Your answer should consist of the lines below that hold the word "LimitValue".

(Collected data entries)

□ □ □

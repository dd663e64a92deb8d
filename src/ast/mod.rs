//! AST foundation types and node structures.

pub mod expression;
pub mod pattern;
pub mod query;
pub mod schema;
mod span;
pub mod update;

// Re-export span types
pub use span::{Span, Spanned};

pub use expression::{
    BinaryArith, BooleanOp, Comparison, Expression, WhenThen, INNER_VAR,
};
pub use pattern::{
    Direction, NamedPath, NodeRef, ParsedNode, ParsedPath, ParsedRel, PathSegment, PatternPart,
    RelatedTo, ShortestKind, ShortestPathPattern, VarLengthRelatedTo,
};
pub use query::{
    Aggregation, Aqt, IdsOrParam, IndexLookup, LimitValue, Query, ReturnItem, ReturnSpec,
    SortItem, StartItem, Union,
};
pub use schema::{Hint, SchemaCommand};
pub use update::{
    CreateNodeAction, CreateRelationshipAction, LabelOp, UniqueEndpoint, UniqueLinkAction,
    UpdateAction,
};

□ □ □

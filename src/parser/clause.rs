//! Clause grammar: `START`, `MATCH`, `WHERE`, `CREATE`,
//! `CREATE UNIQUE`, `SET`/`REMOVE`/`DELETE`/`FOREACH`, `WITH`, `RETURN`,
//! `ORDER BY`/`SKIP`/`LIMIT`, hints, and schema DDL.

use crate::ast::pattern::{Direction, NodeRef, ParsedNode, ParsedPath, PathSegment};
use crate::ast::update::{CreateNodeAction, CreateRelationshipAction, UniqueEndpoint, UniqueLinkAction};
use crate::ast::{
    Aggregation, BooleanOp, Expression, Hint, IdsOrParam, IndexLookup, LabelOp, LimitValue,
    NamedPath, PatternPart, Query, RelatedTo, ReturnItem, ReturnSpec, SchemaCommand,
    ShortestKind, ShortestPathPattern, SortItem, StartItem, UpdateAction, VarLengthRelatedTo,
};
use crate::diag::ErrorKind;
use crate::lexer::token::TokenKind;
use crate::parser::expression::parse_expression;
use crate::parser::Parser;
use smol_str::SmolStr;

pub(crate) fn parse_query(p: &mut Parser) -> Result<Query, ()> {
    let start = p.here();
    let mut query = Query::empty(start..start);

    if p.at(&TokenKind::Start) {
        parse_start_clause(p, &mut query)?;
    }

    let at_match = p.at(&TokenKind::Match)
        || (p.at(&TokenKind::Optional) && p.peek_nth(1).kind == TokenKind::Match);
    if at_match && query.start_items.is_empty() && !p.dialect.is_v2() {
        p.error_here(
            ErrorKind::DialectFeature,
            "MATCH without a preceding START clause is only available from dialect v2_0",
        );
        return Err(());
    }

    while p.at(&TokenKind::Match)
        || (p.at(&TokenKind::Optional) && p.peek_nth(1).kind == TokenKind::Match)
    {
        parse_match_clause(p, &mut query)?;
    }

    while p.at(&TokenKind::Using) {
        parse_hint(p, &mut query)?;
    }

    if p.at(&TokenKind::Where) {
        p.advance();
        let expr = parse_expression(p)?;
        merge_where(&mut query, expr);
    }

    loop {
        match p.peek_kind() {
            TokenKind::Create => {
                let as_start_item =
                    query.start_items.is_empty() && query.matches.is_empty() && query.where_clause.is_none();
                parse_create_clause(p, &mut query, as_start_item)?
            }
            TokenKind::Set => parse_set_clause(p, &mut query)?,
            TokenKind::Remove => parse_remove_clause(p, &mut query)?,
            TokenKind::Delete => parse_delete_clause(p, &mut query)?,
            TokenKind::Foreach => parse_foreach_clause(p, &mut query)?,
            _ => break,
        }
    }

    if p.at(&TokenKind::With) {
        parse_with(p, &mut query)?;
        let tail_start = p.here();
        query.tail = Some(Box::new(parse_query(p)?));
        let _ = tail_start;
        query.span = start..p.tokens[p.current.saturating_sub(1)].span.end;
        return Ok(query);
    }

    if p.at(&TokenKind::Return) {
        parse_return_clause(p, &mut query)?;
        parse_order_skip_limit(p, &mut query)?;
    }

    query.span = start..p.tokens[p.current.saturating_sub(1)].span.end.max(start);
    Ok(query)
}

□ □ □

[Response area]
    Aggregation, Aqt, IdsOrParam, IndexLookup, LimitValue, Query, ReturnItem, ReturnSpec,
    Aggregation, BooleanOp, Expression, Hint, IdsOrParam, IndexLookup, LabelOp, LimitValue,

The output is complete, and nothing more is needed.